> Work required: How many lines in the records below hold the string "distances"? Answer with the number alone.
*** Data supplied Section Begins ***
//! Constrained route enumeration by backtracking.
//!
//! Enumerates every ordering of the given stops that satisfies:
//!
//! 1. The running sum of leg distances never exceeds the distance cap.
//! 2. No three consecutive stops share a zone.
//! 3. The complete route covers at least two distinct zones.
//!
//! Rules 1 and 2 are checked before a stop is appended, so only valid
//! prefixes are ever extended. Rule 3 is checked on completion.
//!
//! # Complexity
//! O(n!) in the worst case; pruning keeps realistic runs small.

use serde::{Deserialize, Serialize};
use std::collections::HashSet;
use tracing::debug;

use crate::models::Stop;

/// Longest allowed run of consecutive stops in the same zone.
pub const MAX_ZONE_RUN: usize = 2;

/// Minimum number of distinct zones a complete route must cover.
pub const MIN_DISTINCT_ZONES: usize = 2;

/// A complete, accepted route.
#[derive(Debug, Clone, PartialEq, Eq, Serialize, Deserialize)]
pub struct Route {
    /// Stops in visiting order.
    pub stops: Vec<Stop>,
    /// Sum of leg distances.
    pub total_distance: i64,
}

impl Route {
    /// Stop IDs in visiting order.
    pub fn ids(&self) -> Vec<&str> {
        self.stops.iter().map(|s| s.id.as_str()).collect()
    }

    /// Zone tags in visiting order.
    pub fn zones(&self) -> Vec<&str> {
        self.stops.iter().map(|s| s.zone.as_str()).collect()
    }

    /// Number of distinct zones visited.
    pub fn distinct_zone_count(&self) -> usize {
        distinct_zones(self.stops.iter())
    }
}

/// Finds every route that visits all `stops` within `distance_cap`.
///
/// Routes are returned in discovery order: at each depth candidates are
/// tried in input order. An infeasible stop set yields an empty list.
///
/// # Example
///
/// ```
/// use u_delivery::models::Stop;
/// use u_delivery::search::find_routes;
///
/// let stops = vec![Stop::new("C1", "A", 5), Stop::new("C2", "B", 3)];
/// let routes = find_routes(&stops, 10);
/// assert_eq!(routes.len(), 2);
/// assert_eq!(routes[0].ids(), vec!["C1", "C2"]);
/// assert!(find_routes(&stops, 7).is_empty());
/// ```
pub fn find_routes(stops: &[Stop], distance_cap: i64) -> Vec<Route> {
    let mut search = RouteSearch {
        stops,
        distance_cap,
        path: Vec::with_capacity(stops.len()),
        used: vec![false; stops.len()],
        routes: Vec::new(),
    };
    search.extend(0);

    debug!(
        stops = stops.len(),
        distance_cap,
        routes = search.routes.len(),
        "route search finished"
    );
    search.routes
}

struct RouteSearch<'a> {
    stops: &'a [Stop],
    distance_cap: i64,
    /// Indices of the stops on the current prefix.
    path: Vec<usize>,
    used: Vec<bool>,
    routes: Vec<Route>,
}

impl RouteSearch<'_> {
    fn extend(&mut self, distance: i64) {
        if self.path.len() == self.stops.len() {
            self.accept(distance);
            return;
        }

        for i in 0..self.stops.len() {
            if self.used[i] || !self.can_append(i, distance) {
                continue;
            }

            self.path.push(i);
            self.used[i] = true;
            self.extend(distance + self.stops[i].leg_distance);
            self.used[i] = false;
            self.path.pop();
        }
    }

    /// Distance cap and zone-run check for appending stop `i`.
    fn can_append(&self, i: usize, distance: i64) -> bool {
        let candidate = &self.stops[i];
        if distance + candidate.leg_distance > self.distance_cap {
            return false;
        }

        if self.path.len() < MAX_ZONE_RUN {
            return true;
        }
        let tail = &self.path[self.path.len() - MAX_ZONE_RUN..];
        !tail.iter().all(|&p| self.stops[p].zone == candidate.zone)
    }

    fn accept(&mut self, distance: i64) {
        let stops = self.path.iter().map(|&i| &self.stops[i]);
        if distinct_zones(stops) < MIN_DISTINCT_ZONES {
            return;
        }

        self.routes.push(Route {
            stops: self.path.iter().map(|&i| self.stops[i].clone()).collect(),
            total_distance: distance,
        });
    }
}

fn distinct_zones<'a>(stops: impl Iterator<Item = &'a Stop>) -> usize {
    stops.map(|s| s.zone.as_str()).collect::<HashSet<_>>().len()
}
*** Data supplied Section Ends ***
*** Data supplied Section Begins ***
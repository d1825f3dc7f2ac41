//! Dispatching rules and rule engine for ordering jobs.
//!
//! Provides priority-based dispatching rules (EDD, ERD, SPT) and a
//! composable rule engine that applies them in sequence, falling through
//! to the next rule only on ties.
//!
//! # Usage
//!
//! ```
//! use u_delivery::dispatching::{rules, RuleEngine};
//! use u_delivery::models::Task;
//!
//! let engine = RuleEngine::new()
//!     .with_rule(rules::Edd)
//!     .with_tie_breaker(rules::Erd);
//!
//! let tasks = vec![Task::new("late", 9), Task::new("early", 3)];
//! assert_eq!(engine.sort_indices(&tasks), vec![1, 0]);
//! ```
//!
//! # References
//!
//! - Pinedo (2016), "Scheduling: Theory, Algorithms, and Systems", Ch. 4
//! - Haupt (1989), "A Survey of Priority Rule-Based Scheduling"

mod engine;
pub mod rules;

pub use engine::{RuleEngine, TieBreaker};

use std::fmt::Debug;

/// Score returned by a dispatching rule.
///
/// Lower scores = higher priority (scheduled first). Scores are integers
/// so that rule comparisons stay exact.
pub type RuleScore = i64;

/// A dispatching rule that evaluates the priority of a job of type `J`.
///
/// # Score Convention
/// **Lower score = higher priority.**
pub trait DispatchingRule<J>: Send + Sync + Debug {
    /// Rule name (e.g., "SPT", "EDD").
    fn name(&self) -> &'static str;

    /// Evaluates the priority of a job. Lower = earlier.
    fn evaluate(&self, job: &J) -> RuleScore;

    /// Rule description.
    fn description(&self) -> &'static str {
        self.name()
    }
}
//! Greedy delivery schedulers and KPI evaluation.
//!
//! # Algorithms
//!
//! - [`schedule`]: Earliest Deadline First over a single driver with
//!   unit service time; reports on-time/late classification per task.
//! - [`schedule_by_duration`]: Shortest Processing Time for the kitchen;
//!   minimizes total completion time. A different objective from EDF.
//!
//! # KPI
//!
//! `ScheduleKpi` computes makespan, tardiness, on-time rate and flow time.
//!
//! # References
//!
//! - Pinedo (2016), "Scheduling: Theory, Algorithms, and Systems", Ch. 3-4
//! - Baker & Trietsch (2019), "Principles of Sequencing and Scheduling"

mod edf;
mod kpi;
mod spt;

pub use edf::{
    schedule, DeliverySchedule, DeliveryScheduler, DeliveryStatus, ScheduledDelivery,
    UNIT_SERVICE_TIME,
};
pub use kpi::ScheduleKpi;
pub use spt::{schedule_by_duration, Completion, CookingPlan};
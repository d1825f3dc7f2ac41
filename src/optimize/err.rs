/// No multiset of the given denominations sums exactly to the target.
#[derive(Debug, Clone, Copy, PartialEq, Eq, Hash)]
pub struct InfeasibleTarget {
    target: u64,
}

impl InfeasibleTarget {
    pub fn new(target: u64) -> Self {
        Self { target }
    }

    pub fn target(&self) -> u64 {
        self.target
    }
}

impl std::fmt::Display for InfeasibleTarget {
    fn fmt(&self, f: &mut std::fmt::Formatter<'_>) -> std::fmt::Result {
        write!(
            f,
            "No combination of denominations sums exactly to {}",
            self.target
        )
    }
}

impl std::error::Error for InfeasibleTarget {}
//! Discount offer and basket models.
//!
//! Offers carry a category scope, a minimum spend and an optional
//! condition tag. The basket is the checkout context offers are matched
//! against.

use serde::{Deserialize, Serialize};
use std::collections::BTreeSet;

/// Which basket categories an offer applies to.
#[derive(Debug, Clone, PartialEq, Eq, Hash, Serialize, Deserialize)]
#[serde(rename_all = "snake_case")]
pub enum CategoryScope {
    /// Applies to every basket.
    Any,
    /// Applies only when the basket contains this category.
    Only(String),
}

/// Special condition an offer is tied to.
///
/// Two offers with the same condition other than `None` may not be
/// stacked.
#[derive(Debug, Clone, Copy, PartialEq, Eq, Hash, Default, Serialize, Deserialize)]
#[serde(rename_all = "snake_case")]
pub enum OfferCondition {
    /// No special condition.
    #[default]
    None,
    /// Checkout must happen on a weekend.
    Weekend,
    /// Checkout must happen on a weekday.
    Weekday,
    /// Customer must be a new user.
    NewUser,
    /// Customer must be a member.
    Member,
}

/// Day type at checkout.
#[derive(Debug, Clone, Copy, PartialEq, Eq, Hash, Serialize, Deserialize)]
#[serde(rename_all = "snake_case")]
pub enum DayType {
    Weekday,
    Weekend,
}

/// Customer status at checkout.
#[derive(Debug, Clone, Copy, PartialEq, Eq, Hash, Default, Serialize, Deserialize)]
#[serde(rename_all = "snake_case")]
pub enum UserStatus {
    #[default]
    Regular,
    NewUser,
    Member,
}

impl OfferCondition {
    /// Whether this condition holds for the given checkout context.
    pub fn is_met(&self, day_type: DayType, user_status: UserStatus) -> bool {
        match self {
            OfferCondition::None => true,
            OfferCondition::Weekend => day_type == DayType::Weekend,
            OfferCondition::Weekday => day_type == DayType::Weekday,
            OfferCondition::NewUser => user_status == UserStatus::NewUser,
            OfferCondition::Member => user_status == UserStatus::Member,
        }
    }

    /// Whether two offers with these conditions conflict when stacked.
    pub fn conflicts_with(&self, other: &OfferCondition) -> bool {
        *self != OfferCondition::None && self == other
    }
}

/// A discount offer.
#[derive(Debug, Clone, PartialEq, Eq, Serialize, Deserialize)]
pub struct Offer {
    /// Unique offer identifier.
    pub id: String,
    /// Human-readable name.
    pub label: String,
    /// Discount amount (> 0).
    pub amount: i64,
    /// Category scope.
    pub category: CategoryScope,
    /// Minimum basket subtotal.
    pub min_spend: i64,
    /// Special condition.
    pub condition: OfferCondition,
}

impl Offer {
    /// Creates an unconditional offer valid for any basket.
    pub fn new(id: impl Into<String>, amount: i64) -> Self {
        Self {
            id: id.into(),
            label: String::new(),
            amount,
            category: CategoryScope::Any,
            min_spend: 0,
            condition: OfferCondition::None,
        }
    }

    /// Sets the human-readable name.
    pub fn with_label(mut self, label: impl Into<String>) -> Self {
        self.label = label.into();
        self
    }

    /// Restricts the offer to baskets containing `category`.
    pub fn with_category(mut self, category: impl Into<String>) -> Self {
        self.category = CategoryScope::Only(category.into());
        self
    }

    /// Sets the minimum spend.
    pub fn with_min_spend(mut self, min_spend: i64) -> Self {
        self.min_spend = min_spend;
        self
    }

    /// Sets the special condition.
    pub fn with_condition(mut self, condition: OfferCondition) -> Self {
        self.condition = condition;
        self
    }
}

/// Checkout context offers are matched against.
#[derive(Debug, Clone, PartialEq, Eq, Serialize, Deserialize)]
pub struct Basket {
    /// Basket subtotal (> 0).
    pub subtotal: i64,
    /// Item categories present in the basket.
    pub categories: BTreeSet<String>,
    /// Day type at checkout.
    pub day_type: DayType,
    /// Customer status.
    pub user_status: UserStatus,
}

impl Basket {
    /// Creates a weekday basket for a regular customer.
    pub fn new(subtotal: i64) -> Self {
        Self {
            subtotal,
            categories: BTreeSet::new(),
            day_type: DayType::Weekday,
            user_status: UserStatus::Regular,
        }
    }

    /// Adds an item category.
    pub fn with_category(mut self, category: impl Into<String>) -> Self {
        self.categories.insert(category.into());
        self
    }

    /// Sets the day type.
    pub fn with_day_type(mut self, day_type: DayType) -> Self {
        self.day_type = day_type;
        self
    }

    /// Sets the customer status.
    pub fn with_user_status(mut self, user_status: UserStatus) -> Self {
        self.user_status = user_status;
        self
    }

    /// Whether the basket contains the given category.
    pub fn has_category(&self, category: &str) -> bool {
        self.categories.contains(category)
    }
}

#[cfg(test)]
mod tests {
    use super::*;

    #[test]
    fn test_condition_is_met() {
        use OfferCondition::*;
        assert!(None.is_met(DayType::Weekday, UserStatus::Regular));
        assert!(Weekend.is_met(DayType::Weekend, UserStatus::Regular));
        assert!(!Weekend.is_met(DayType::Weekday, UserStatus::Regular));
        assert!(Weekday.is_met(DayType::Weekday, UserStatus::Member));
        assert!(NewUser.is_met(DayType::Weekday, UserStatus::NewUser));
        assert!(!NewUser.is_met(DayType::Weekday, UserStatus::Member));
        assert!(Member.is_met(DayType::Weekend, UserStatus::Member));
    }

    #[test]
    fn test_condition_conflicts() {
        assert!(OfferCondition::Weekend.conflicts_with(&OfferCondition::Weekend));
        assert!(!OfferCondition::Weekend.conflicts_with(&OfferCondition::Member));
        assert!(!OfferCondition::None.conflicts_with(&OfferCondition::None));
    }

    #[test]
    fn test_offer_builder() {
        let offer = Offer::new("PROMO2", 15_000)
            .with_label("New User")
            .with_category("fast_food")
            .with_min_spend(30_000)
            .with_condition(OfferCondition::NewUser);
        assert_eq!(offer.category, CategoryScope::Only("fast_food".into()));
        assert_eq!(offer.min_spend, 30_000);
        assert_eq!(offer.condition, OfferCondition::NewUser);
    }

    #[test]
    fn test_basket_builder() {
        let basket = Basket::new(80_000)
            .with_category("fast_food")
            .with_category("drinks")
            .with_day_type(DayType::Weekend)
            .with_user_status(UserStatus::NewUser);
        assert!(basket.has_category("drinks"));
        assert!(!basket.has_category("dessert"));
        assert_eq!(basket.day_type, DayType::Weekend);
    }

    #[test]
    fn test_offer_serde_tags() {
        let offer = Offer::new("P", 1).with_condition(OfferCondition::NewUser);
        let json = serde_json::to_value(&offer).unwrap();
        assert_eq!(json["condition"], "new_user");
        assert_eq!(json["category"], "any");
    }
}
*** Data supplied Section Ends ***
*** Data supplied Section Begins ***
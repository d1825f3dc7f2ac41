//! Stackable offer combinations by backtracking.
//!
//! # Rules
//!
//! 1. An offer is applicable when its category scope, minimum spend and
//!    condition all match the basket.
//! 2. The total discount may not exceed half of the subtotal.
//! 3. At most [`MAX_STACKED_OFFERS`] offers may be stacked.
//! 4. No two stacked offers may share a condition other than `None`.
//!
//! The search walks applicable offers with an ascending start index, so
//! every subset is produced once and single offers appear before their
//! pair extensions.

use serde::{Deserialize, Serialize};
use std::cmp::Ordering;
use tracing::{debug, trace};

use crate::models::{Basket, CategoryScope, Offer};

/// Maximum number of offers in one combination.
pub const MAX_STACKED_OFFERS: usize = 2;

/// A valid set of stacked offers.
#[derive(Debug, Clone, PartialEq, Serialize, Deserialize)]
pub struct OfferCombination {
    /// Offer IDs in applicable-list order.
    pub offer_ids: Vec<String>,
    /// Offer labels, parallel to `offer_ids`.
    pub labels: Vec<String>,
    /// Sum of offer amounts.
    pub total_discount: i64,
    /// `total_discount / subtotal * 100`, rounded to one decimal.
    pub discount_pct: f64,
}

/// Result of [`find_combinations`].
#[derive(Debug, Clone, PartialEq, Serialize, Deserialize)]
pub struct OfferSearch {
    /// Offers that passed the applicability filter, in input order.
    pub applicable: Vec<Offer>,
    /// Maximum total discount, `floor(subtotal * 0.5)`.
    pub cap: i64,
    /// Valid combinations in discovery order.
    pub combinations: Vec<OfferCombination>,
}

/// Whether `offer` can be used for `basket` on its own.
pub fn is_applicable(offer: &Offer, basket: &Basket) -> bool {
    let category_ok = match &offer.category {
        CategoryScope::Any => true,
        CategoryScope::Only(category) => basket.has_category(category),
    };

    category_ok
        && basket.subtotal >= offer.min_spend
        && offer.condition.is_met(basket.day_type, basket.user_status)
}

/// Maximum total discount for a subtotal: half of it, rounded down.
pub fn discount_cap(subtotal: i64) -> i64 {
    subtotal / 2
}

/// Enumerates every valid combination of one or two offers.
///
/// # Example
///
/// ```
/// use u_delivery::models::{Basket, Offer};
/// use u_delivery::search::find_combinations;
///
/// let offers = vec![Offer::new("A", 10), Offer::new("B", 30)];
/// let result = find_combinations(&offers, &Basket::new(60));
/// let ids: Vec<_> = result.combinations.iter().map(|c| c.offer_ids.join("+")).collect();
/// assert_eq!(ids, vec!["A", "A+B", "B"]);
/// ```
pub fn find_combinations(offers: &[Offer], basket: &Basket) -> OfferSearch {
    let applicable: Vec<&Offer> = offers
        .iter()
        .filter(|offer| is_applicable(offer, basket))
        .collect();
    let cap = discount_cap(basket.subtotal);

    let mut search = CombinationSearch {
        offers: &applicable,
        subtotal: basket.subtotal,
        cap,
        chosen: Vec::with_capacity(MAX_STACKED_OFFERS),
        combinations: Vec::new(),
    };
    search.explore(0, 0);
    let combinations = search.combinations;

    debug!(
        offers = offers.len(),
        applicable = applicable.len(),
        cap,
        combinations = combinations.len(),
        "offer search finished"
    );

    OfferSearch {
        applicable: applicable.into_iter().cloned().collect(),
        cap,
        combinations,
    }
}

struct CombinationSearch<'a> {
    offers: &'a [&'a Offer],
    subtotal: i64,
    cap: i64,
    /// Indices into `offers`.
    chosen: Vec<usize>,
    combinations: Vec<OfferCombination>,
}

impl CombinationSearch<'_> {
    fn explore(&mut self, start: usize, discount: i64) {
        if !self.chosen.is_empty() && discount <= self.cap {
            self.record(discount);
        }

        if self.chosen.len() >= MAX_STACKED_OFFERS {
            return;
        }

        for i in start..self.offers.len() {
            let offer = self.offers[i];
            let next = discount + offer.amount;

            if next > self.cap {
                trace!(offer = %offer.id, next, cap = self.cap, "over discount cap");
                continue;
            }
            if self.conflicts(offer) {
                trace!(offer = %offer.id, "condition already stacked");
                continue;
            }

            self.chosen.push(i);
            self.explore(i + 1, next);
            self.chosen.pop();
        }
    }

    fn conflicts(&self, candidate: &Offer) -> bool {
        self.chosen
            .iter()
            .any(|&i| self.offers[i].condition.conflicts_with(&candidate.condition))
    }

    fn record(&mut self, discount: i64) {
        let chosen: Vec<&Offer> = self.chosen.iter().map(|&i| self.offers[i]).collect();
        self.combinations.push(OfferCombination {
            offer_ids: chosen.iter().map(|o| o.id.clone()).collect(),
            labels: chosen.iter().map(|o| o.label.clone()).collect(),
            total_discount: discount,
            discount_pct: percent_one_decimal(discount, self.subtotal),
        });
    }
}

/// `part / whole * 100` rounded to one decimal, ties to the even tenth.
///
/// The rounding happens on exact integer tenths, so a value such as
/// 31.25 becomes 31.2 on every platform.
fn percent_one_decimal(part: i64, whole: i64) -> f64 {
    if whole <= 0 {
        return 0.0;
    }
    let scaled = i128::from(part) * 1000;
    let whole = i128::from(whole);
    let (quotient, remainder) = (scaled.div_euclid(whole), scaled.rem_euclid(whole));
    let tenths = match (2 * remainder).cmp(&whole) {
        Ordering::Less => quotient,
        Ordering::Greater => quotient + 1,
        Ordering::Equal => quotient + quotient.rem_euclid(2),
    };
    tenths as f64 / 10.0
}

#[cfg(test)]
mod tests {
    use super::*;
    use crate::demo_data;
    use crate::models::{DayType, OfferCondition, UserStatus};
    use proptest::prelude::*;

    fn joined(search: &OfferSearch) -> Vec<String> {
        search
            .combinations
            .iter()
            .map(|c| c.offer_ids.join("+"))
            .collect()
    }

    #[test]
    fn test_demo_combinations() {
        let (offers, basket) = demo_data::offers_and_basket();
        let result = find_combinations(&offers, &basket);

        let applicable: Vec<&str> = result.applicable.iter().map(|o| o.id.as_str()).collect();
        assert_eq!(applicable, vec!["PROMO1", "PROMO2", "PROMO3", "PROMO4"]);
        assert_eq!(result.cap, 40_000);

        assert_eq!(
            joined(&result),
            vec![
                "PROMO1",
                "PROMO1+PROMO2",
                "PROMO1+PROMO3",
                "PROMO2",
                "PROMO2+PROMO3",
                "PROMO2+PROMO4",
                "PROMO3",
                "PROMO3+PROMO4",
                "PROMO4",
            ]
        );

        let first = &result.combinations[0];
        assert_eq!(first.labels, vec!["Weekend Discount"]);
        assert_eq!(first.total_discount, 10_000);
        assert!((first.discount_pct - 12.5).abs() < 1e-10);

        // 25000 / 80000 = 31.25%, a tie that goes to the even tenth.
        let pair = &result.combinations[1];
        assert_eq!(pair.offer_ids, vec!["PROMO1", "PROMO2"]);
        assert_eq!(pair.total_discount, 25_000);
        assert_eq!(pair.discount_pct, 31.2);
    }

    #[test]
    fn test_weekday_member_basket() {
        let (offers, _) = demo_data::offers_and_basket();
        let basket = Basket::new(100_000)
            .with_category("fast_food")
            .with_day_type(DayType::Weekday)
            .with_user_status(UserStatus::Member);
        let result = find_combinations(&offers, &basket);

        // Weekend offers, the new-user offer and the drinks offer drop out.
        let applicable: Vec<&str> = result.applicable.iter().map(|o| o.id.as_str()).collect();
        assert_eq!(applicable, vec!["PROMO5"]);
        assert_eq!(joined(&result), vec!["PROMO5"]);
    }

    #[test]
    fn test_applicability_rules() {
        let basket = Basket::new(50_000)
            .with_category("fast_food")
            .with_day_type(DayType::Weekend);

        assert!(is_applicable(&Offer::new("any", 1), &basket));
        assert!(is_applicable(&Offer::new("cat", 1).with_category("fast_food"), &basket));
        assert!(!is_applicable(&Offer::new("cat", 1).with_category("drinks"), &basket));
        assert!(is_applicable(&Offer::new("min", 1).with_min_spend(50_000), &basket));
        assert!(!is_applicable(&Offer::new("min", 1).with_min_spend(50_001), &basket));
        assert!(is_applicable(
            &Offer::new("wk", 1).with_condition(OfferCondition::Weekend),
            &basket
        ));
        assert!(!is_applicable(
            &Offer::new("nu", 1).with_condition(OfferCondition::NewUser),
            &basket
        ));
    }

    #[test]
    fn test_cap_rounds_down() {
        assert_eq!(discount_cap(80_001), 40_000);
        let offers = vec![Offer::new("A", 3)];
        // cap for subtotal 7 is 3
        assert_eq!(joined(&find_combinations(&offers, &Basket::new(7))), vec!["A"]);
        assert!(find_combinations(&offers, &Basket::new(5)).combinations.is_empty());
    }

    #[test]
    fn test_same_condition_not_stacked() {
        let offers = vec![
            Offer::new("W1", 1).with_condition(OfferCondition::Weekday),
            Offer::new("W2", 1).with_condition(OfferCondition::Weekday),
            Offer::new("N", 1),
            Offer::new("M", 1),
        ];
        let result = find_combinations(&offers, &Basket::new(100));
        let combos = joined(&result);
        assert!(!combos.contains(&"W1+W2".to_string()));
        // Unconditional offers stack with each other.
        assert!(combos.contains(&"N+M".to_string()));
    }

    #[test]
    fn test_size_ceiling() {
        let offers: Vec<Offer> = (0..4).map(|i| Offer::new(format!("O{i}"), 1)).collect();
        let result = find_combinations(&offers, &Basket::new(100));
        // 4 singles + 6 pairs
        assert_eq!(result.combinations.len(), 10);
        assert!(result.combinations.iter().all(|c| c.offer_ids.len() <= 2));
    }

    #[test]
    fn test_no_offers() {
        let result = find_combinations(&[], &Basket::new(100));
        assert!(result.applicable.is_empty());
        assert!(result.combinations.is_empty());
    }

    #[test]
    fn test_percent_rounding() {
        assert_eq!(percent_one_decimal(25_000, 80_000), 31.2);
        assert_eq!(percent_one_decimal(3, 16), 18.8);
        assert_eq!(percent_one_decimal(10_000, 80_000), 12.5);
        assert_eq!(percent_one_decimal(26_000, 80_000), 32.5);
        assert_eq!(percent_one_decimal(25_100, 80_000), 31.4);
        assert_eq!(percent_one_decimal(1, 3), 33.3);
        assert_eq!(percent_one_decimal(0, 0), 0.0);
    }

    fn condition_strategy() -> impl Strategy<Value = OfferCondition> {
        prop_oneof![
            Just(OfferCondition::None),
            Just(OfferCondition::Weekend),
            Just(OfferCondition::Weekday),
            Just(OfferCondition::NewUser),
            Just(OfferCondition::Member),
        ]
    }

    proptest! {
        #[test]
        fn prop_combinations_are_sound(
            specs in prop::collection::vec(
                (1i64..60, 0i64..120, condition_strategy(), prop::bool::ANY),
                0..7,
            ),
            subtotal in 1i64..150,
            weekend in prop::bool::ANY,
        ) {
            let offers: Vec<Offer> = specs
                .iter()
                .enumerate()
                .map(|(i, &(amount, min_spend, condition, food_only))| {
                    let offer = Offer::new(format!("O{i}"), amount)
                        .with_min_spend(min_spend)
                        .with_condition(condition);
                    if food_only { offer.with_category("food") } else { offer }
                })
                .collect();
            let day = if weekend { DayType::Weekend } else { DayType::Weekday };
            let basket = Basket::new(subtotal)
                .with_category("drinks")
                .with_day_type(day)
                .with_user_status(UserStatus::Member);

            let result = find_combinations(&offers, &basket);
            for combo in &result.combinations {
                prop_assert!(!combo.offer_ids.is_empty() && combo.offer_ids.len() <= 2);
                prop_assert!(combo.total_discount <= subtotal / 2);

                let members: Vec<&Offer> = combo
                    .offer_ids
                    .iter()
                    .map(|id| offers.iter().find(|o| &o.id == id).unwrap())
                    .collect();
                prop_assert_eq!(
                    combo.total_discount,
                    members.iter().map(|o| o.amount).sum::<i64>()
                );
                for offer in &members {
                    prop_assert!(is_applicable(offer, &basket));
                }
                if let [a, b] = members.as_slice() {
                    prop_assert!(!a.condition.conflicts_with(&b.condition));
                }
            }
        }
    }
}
*** Data supplied Section Ends ***
> Answer to the problem: 2